Last reviewed: Due to much further back gerückten dating to approximately 300,000 BP Lupemban discoveries in recent years to be revised especially for the first two phases had completely reassessed and Clark's current division into three phases in the late Middle Palaeolithic and Upper Palaeolithic had. The classic Lupemban industries are then now not so much seen as a reflection of certain environmental conditions, such as the impact of European Würm interglacial period, but rather as local manifestations of a very widespread technological tradition, whose specific properties at least partially depended on each available material. Environmental factors may well have played a role in the tool typology as a framework for human activities and their possibilities to cope with the environment by means of specific tools. In the meantime, you can see not only the Lupemban as a kind of mosaic, which consists of variations in the context of a wide-ranging overall image and less than contrast between the two clearly defined culture zones Lupemban and Tschitolian, the so also with his yes especially mikrolithisch certain inventories in this context heard. Recent research has since confirmed both the wide spread as the importance of Lupemban industries during the late stages of Middle Pleistocene and early the Jungpleistozäns. The central role of a tool type, the blade tip, at the cultural association is thus also obsolete. Rather, the Lupemban now plays a critical role in interregional transitions, such as the transition from simple rough core tools of the microliths of Tschitolian. Lupembanzüge therefore find themselves in Namibia, and also the North African Aterian could well have a closer relationship to Lupembam than with widespread European or Levantine Levallois- tool traditions.

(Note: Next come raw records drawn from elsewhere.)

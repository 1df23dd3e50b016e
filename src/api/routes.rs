//! API route configuration.
//!
//! Browsing routes and checkout are split so checkout can carry a stricter
//! rate limit.

use crate::api::handlers::{
    books_by_category_handler, categories_handler, checkout_handler, download_handler,
    list_books_handler, sales_stats_handler, trending_books_handler,
};
use crate::state::AppState;
use axum::{
    Router,
    routing::{get, post},
};

/// Read-only catalog, download and statistics routes.
///
/// # Endpoints
///
/// - `GET /books`                      - List all books
/// - `GET /books/category/{category}`  - List books in a category
/// - `GET /books/trending`             - Highest-rated books
/// - `GET /books/{id}/download`        - Download a purchased book
/// - `GET /categories`                 - Categories present in the catalog
/// - `GET /stats/sales`                - Aggregated sales
pub fn public_routes() -> Router<AppState> {
    Router::new()
        .route("/books", get(list_books_handler))
        .route("/books/category/{category}", get(books_by_category_handler))
        .route("/books/trending", get(trending_books_handler))
        .route("/books/{id}/download", get(download_handler))
        .route("/categories", get(categories_handler))
        .route("/stats/sales", get(sales_stats_handler))
}

/// Purchase routes.
///
/// # Endpoints
///
/// - `POST /checkout` - Validate payment details and record a purchase
pub fn checkout_routes() -> Router<AppState> {
    Router::new().route("/checkout", post(checkout_handler))
}
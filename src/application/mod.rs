//! Application layer services implementing business logic.
//!
//! This layer orchestrates domain operations by coordinating repository calls,
//! validation, and business rules. Services consume repository traits and provide
//! a clean API for HTTP handlers.
//!
//! # Available Services
//!
//! - [`services::catalog_service::CatalogService`] - Catalog browsing and trending
//! - [`services::purchase_service::PurchaseService`] - Purchase recording and sales totals
//! - [`services::checkout_service::CheckoutService`] - Checkout validation pipeline
//! - [`services::download_service::DownloadService`] - Receipt-checked book downloads

pub mod services;
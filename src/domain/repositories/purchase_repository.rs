//! Repository trait for the purchase ledger.

use crate::domain::entities::{BookId, NewPurchase, Purchase};
use crate::error::AppError;
use async_trait::async_trait;

/// Number of copies sold for one book.
#[derive(Debug, Clone, PartialEq, Eq)]
pub struct BookSales {
    pub book_id: BookId,
    pub copies_sold: u64,
}

/// Aggregated view over the ledger.
///
/// `books` is ordered by `book_id`.
#[derive(Debug, Clone, PartialEq)]
pub struct SalesSummary {
    pub total_purchases: u64,
    pub revenue_usd: f64,
    pub books: Vec<BookSales>,
}

/// Repository interface for recording and querying purchases.
///
/// The ledger is append-only. Implementations must append a purchase and
/// update their sales aggregates atomically, so concurrent checkouts never
/// lose updates.
///
/// # Implementations
///
/// - [`crate::infrastructure::persistence::InMemoryPurchaseRepository`] - Mutex-guarded in-memory ledger
/// - Test mocks available with `cfg(test)`
///
/// # Examples
///
/// See integration tests: `tests/repository_purchase.rs`
#[cfg_attr(test, mockall::automock)]
#[async_trait]
pub trait PurchaseRepository: Send + Sync {
    /// Appends a purchase to the ledger.
    ///
    /// Assigns a sequential id and the current timestamp.
    ///
    /// # Errors
    ///
    /// Returns [`AppError::Internal`] on storage errors.
    async fn record(&self, new_purchase: NewPurchase) -> Result<Purchase, AppError>;

    /// Finds a purchase by its receipt code.
    ///
    /// # Errors
    ///
    /// Returns [`AppError::Internal`] on storage errors.
    async fn find_by_receipt(&self, receipt: &str) -> Result<Option<Purchase>, AppError>;

    /// Returns purchase totals and per-book sales counts.
    ///
    /// # Errors
    ///
    /// Returns [`AppError::Internal`] on storage errors.
    async fn sales_summary(&self) -> Result<SalesSummary, AppError>;
}
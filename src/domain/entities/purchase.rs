//! Purchase entity stored in the ledger.

use chrono::{DateTime, Utc};

use super::billing::BillingAddress;
use super::book::BookId;

/// Identity of the person who bought books.
#[derive(Debug, Clone, PartialEq, Eq)]
pub struct Buyer {
    pub first_name: String,
    pub last_name: String,
    pub billing_address: BillingAddress,
}

impl Buyer {
    /// Full name as shown on receipts.
    pub fn full_name(&self) -> String {
        format!("{} {}", self.first_name, self.last_name)
    }
}

/// A completed purchase.
///
/// Purchases are append-only: once recorded they are never modified.
#[derive(Debug, Clone, PartialEq)]
pub struct Purchase {
    pub id: i64,
    pub receipt: String,
    pub buyer: Buyer,
    pub book_ids: Vec<BookId>,
    pub total_usd: f64,
    pub purchased_at: DateTime<Utc>,
}

impl Purchase {
    /// Returns true if the purchase includes the given book.
    pub fn contains(&self, book_id: BookId) -> bool {
        self.book_ids.contains(&book_id)
    }
}

/// Input data for recording a new purchase.
///
/// The id and timestamp are assigned by the ledger.
#[derive(Debug, Clone, PartialEq)]
pub struct NewPurchase {
    pub receipt: String,
    pub buyer: Buyer,
    pub book_ids: Vec<BookId>,
    pub total_usd: f64,
}
//! DTOs for sales statistics.

use serde::{Deserialize, Serialize};

use crate::domain::entities::BookId;
use crate::domain::repositories::SalesSummary;

/// Aggregated sales over the whole ledger.
#[derive(Debug, Serialize, Deserialize)]
pub struct SalesStatsResponse {
    pub total_purchases: u64,
    pub revenue_usd: f64,
    pub books: Vec<BookSalesDto>,
}

/// Copies sold for one book.
#[derive(Debug, Serialize, Deserialize)]
pub struct BookSalesDto {
    pub book_id: BookId,
    pub copies_sold: u64,
}

impl From<SalesSummary> for SalesStatsResponse {
    fn from(summary: SalesSummary) -> Self {
        Self {
            total_purchases: summary.total_purchases,
            revenue_usd: summary.revenue_usd,
            books: summary
                .books
                .into_iter()
                .map(|b| BookSalesDto {
                    book_id: b.book_id,
                    copies_sold: b.copies_sold,
                })
                .collect(),
        }
    }
}
//! HTTP server initialization and runtime setup.
//!
//! Loads the catalog, wires storage and the purchase ledger, and runs the
//! Axum server until a shutdown signal arrives.

use crate::config::Config;
use crate::infrastructure::persistence::{InMemoryCatalogRepository, InMemoryPurchaseRepository};
use crate::infrastructure::storage::{BookStorage, LocalBookStorage};
use crate::routes::app_router;
use crate::state::AppState;

use anyhow::{Context, Result};
use axum::ServiceExt;
use axum::extract::Request;
use std::net::SocketAddr;
use std::sync::Arc;

/// Runs the HTTP server with the given configuration.
///
/// Initializes:
/// - Book catalog from `CATALOG_PATH`
/// - Empty in-memory purchase ledger
/// - Local book storage rooted at `BOOKS_DIR`
/// - Axum HTTP server with graceful shutdown
///
/// # Errors
///
/// Returns an error if:
/// - The catalog file cannot be read or is invalid
/// - Server bind fails
/// - Server runtime error occurs
pub async fn run(config: Config) -> Result<()> {
    let catalog = InMemoryCatalogRepository::from_json_file(&config.catalog_path)
        .with_context(|| {
            format!(
                "Failed to load catalog from {}",
                config.catalog_path.display()
            )
        })?;
    tracing::info!(books = catalog.books().len(), "Catalog loaded");

    let storage = LocalBookStorage::new(&config.books_dir);
    if !storage.health_check().await {
        tracing::warn!(
            "Books directory {} is not readable; downloads will fail",
            config.books_dir.display()
        );
    }

    let state = AppState::new(
        Arc::new(catalog),
        Arc::new(InMemoryPurchaseRepository::new()),
        Arc::new(storage),
        config.trending_default_count,
        config.download_requires_receipt,
    );

    let app = app_router(state);

    let addr: SocketAddr = config
        .listen_addr
        .parse()
        .with_context(|| format!("Invalid LISTEN address '{}'", config.listen_addr))?;
    let listener = tokio::net::TcpListener::bind(addr)
        .await
        .with_context(|| format!("Failed to bind {addr}"))?;
    tracing::info!("Listening on http://{addr}");

    axum::serve(
        listener,
        ServiceExt::<Request>::into_make_service_with_connect_info::<SocketAddr>(app),
    )
    .with_graceful_shutdown(shutdown_signal())
    .await?;

    tracing::info!("Server stopped");

    Ok(())
}

/// Resolves on Ctrl-C or, on Unix, SIGTERM.
async fn shutdown_signal() {
    let ctrl_c = async {
        if let Err(e) = tokio::signal::ctrl_c().await {
            tracing::error!("Failed to listen for Ctrl-C: {e}");
            std::future::pending::<()>().await;
        }
    };

    #[cfg(unix)]
    let terminate = async {
        match tokio::signal::unix::signal(tokio::signal::unix::SignalKind::terminate()) {
            Ok(mut signal) => {
                signal.recv().await;
            }
            Err(e) => {
                tracing::error!("Failed to listen for SIGTERM: {e}");
                std::future::pending::<()>().await;
            }
        }
    };

    #[cfg(not(unix))]
    let terminate = std::future::pending::<()>();

    tokio::select! {
        _ = ctrl_c => {},
        _ = terminate => {},
    }

    tracing::info!("Shutdown signal received");
}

Carrier: It is possible that here also, at least in the early phase even representatives of Homo rhodesiensis as in Sangoan, who were then still widespread across sub-Saharan Africa and paläoanthropologisch as a possible link between early Neanderthals and archaic Homo sapiens are interpreted. Probably but here's already an early form of anatomically modern humans (Homo sapiens) the bearers of culture, especially as it was on East African Fund Porc Epic place at Dire Dawa an associate human mandible with almost modern form. Based on this later dating of the hominid from Broken Hill (now Kabwe ) are newer amino acid dating of accompanying the remains of the mammalian fauna ( battle remains in the local cave of 25 large mammals, 5 of them now extinct savannah forms were ) located roughly with the beginning of the Eemian warm period covered. Because of the especially in the rain forest areas hardly existing hominid is a clear statement to make but here hardly. In addition, the Fund is able somatically very heterogeneous, and Sapiens types to mix it up with Neanderthaloid forms. Especially in the western Congo basin there is no hominid ( the acidic environment of the rain forest floor triggers bone on ), so that the person responsible for the Lupemban and Tschitolian people type remains unclear. Occasionally, it was assumed was the type closer to the present, especially dark-skinned inhabitants of West Africa as the Bushmen ( Khoisan ) of the east and south, where it is now, however, knows that the genetic differences between the two groups are not so great. The relationship to today's pygmies is rather unclear; However, they appear to have physical elements of both groups.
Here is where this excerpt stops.